On an island in the Red Sea, Kentish Plovers nest on sand that can reach a screaming-hot 140 degrees Fahrenheit. For these birds, the challenge isn’t keeping their eggs warm; it’s keeping them cool. During the hottest part of the day, plover mothers and fathers must tightly synchronize their movements, trading off incubation duties with trips to the nearby water, where they wet their breast feathers to keep themselves and their eggs cool.
Extreme temperatures already push the limits of birds’ survival abilities, and climate change will bring even greater trials. A new study published in the journal Global Ecology & Biogeography suggests that in species where both parents raise their offspring, males can step up their efforts to compensate for higher temperatures and unpredictable variation—but at a cost.
The study, led by Orsolya Vincze of Hungary’s University of Debrecen, brings together data on 36 plover populations representing 12 species across six continents, from the birds struggling in the Red Sea heat to Piping Plovers breeding in Saskatchewan, where it can snow well into May. By combining records of birds’ parental care behavior with information on local temperature drawn from a global climate database, the international team of researchers found that when the temperature was hotter and less predictable, males spent more time incubating. The timing of males’ involvement also shifted, with eggs requiring more care during the heat of midday.

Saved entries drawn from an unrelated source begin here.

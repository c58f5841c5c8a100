//! Resolving which database file a command works on.

use std::fs::File;
use std::io::BufReader;
use std::path::Path;

use addrlib_core::database::{Header, StreamReader};
use addrlib_core::{AddressDatabase, DatabaseSource, Loader, SourceKind, Version, locate};
use anyhow::{Context as _, Result, bail};
use tracing::debug;

use super::Context;

/// Version encoded in a database file name, e.g. `versionlib-1-6-1170-0.bin`
pub fn version_from_file_name(path: &Path) -> Option<Version> {
    let stem = path.file_stem()?.to_str()?;
    let (_, version) = stem.split_once('-')?;
    version.replace('-', ".").parse().ok()
}

/// Whether `path` is an F4SE `version-*.bin`, which is always the legacy layout
fn is_legacy_file(path: &Path, loader: Option<Loader>) -> bool {
    loader == Some(Loader::F4se)
        && path
            .file_name()
            .and_then(|name| name.to_str())
            .is_some_and(|name| name.starts_with("version-") && name.ends_with(".bin"))
}

fn version_from_header(path: &Path) -> Option<Version> {
    let file = File::open(path).ok()?;
    let header = Header::read_binary(&mut StreamReader::new(BufReader::new(file))).ok()?;
    header.game_version
}

/// Source and host version for an explicit file
pub fn describe_file(ctx: &Context<'_>, path: &Path) -> Result<(DatabaseSource, Version)> {
    let legacy = ctx.legacy || is_legacy_file(path, ctx.config.loader);
    let source = DatabaseSource::from_path(path, legacy);
    let version = ctx
        .version
        .or_else(|| version_from_file_name(path))
        .or_else(|| match source.kind {
            SourceKind::Binary => version_from_header(path),
            SourceKind::Legacy | SourceKind::Csv => None,
        });

    match version {
        Some(version) => Ok((source, version)),
        None => bail!(
            "Cannot determine the game version of {}; pass --game-version",
            path.display()
        ),
    }
}

/// Source located from the configured loader and `--game-version`
pub fn discover(ctx: &Context<'_>) -> Result<(DatabaseSource, Version)> {
    let version = ctx
        .version
        .context("--game-version is required to locate a database")?;
    let loader = ctx
        .config
        .loader
        .context("--loader (or `loader` in the config file) is required to locate a database")?;
    let source = locate(&ctx.config.search_dir, loader, version)?;
    Ok((source, version))
}

/// Load `file`, or the located database when no file is given.
pub fn open(ctx: &Context<'_>, file: Option<&Path>) -> Result<AddressDatabase> {
    let (source, version) = match file {
        Some(path) => describe_file(ctx, path)?,
        None => discover(ctx)?,
    };
    debug!("Opening {} for {}", source.path.display(), version);

    let db = AddressDatabase::load(&source, version, &ctx.config, ctx.cache)
        .with_context(|| format!("Failed to load {}", source.path.display()))?;
    Ok(db)
}

#[cfg(test)]
mod tests {
    use super::*;
    use addrlib_core::{DatabaseConfig, Record, SharedCache, write_compressed};
    use std::path::PathBuf;

    const V: Version = Version::new(1, 10, 163, 0);

    #[test]
    fn test_version_from_file_name() {
        assert_eq!(
            version_from_file_name(Path::new("Data/SKSE/Plugins/versionlib-1-6-1170-0.bin")),
            Some(Version::new(1, 6, 1170, 0))
        );
        assert_eq!(
            version_from_file_name(Path::new("version-1-10-163-0.csv")),
            Some(V)
        );
        assert_eq!(version_from_file_name(Path::new("offsets.bin")), None);
    }

    #[test]
    fn test_legacy_only_for_f4se() {
        let path = PathBuf::from("version-1-10-163-0.bin");
        assert!(is_legacy_file(&path, Some(Loader::F4se)));
        assert!(!is_legacy_file(&path, Some(Loader::Skse)));
        assert!(!is_legacy_file(&path, None));
        assert!(!is_legacy_file(Path::new("version-1-10-163-0.csv"), Some(Loader::F4se)));
    }

    #[test]
    fn test_version_falls_back_to_header() {
        let dir = tempfile::tempdir().unwrap();
        let path = dir.path().join("renamed.bin");
        let mut bytes = Vec::new();
        let records = [Record {
            id: 1,
            offset: 0x10,
        }];
        write_compressed(&mut bytes, V, "Fallout4.exe", 8, &records).unwrap();
        std::fs::write(&path, bytes).unwrap();

        let cache = SharedCache::new();
        let ctx = Context::new(DatabaseConfig::default(), None, &cache);
        let (source, version) = describe_file(&ctx, &path).unwrap();
        assert_eq!(source.kind, SourceKind::Binary);
        assert_eq!(version, V);

        let db = open(&ctx, Some(&path)).unwrap();
        assert_eq!(db.offset(1).unwrap(), 0x10);
    }

    #[test]
    fn test_discover_needs_version_and_loader() {
        let cache = SharedCache::new();
        let ctx = Context::new(DatabaseConfig::default(), None, &cache);
        assert!(discover(&ctx).is_err());

        let ctx = Context::new(DatabaseConfig::default(), Some(V), &cache);
        let err = discover(&ctx).unwrap_err();
        assert!(err.to_string().contains("--loader"));
    }
}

Coordinating such a large project “was quite difficult,” Vincze says. “I started actually six years ago, at the end of my bachelor’s degree, and it took a very, very long time to coordinate people and collect and organize the data.” Though she did her own field work on plovers for her PhD, the data for the climate study all came from other researchers, some pulled from previously published studies and some specifically collected for this project.
Her analysis showed that it wasn’t only warmer weather that caused males to change their routines; increasing variability, or what scientists call stochasticity—unpredictable events like severe storms or, for this study, severe heat waves—had a similar effect. “Stochasticity has a large effect on the environment, and it’s just starting to be recognized,” she says.
Flexible parenting behavior helps plovers cope with this uncertainty. But it also leaves males with less time to forage for food and other crucial activities. There’s another downside: Male plovers, like the males of many bird species, tend to be flashier than their female counterparts. If conditions force brightly colored males, which usually take their incubating shift at night, to spend more time on the nest during the day, they may attract unwanted attention from predators.
Not every bird will be able to respond to climate shifts the way plovers apparently can. In many species, females go it alone when raising their young. Still, Vincze’s study shows how animals that do practice biparental care may be able to adapt to changing environments.
“Plovers are a great choice for this work, as they show a great amount of variation in parental care strategies both within and across species,” says Macquarie University’s Simon Griffith, whose research has shown that climate change could disrupt the timing of egg hatching in Zebra Finches. “Despite the focus on just these species of shorebird, the overall result—how parental care changes with climatic variation—is likely to be fairly generalizable to other animals where the both male and female contribute to care.”
This study used a snapshot of current parental behavior around the world to guess at what the future might look like, looking at how plovers that nest in different climates adjust to local conditions. However, Vincze hopes that researchers will continue collecting data in the coming years to see how plover behavior actually changes with the climate.
“We know so little about this topic, and it is especially important because we know that climate change is happening,” she says. “We feel it on our own skin.”
And the plovers can feel it on their own feathers.